Effective biosecurity measures and herd management are therefore vital in controlling spread of infection. When away from home and at competitions, keep horse to horse contact to a minimum, don’t share equipment and don’t allow grazing. Typically, the virus is persistent in the environment for no more than 7 days but if conditions are perfect, the environmental survivability of the virus can be up to one month. It is however easily inactivated by disinfectants, so be sure to scrub tack and transport, wheelbarrows and wellingtons with an appropriate product.
Infected premises must be quarantined immediately, with horses confined to the premises in accordance with the attending veterinary surgeon’s instructions. There may be quarantining of different groups with the farm to prevent spread amongst stock at one site. Quarantine means staying on the property with no trips out to competitions, vet clinics or hacking off site until any outbreak is contained.

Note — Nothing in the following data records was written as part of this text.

//! Query log adapter.
//!
//! The host exposes an append-only list of executed queries (`{sql, time}`).
//! Scopes remember a watermark into that list and later read only the suffix
//! written after it.

use parking_lot::Mutex;
use serde::{Deserialize, Serialize};
use serde_json::Value;

use super::CaptureError;

/// A query entry exactly as the host logged it.
///
/// `time` is kept untyped: hosts log it as a number, a numeric string, or not
/// at all.
#[derive(Debug, Clone, PartialEq, Serialize, Deserialize)]
pub struct RawQuery {
    #[serde(default)]
    pub sql: String,
    #[serde(default)]
    pub time: Value,
}

impl RawQuery {
    pub fn new(sql: impl Into<String>, time: impl Into<Value>) -> Self {
        Self {
            sql: sql.into(),
            time: time.into(),
        }
    }

    /// Normalize into a `QueryEvent`, coercing unusable durations to zero.
    pub fn to_event(&self) -> QueryEvent {
        QueryEvent {
            sql_text: self.sql.clone(),
            duration_seconds: parse_duration_seconds(&self.time),
        }
    }
}

/// Normalized query event. Attribution is positional, so it carries no identity.
#[derive(Debug, Clone, PartialEq)]
pub struct QueryEvent {
    pub sql_text: String,
    pub duration_seconds: f64,
}

/// Parse a logged duration. Missing, non-numeric, negative and non-finite
/// values become `0.0`.
pub fn parse_duration_seconds(value: &Value) -> f64 {
    let parsed = match value {
        Value::Number(n) => n.as_f64(),
        Value::String(s) => s.trim().parse::<f64>().ok(),
        _ => None,
    };
    match parsed {
        Some(v) if v.is_finite() && v > 0.0 => v,
        _ => 0.0,
    }
}

/// Host-provided source of executed queries.
pub trait QuerySource: Send + Sync {
    /// Number of entries currently in the log.
    fn len(&self) -> Result<usize, CaptureError>;

    /// Entries at positions `watermark..`.
    fn since(&self, watermark: usize) -> Result<Vec<RawQuery>, CaptureError>;

    /// Clear the log to bound memory. Sources that cannot reset report
    /// `CaptureError::ResetUnsupported`.
    fn reset(&self) -> Result<(), CaptureError> {
        Err(CaptureError::ResetUnsupported)
    }

    fn is_empty(&self) -> Result<bool, CaptureError> {
        Ok(self.len()? == 0)
    }
}

/// In-process query log shared between the host's database layer and the engine.
pub struct SharedQueryLog {
    entries: Mutex<Vec<RawQuery>>,
    resettable: bool,
}

impl SharedQueryLog {
    pub fn new() -> Self {
        Self {
            entries: Mutex::new(Vec::new()),
            resettable: true,
        }
    }

    /// A log that refuses `reset`, like hosts that only expose a read view.
    pub fn append_only() -> Self {
        Self {
            entries: Mutex::new(Vec::new()),
            resettable: false,
        }
    }

    /// Append a query as the host's database layer would.
    pub fn record(&self, sql: impl Into<String>, time: impl Into<Value>) {
        self.entries.lock().push(RawQuery::new(sql, time));
    }

    pub fn push(&self, query: RawQuery) {
        self.entries.lock().push(query);
    }
}

impl Default for SharedQueryLog {
    fn default() -> Self {
        Self::new()
    }
}

impl QuerySource for SharedQueryLog {
    fn len(&self) -> Result<usize, CaptureError> {
        Ok(self.entries.lock().len())
    }

    fn since(&self, watermark: usize) -> Result<Vec<RawQuery>, CaptureError> {
        let entries = self.entries.lock();
        if watermark > entries.len() {
            return Err(CaptureError::WatermarkAhead {
                watermark,
                len: entries.len(),
            });
        }
        Ok(entries[watermark..].to_vec())
    }

    fn reset(&self) -> Result<(), CaptureError> {
        if !self.resettable {
            return Err(CaptureError::ResetUnsupported);
        }
        self.entries.lock().clear();
        Ok(())
    }
}
//! Engine self-observability: structured logging, spans and metrics.
//!
//! None of this touches the telemetry records themselves.

mod logging;
pub mod metrics;
mod spans;

pub use logging::{init_logging, LogConfig, LogError, LogFormat};
pub use self::metrics::{
    init_metrics, record_blocked_outside_tests, record_collector_failure, record_sink_fallback,
    record_test_emitted,
};
pub use spans::{SpanExt, TestSpan};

Vaccination for EHV-1 and 4 assists in controlling infection by decreasing the amount of virus shed, the duration of shedding in nasal secretions and limiting the clinical signs of infection and abortion. This in turn decreases environmental contamination with virus. An inactivated vaccine is available for EHV-1 and 4 but should not be administered to in-contact animals during a disease outbreak as there are possible contraindications if they are already infected, and it will interfere with disease monitoring on blood samples. The vaccine gives some protection against the respiratory disease and reduces virus shedding. Importantly though, no EHV vaccine to date has proved effective against EHM, although by decreasing virus shedding and viraemia, it is thought to offer some protection.
The protocol for vaccination for EHV-1 and EHV-4 is a primary course with a vaccine given on day one and then a second given four to six weeks later. Non-breeding horses should receive booster vaccines every six months. Following a primary course, pregnant mares should be vaccinated at five, seven and nine months of pregnancy to reduce incidence of abortion. Good biosecurity is vital in prevention of EHV and particularly so for pregnant mares. New mares should be quarantined for 3 weeks before introduction to the herd. Herd groups should be kept the same where possible with stress and movement minimised in the final trimester of the pregnancy.
Treating EHV infections, respiratory and neurological, means providing supportive care to the infected animal as there is currently no drug to cure the viral infection. Such veterinary care includes drugs to bring down the fever, symptomatic treatment for the cough, and eye drops for the conjunctivitis. Sometimes in cases where there is a secondary bacterial infection, usually of the respiratory tract, antibiotics may be appropriate. Drugs to control the circulating viraemia include oral anti-viral medication, but unfortunately are of only limited effect.
If EHM develops, it is important to provide nursing care, often with referral to an isolation unit at an equine hospital. This includes a deep bedded stable, catheterisation of the bladder, hydration via intravenous fluids and if the horse has difficulty standing or is recumbent, then a full body sling is necessary to provide support.
The respiratory form of EHV tends to self-limit and the horses may recover in a few days with supportive treatment. Sadly, even with prompt action and supportive care, the neurological form is often fatal.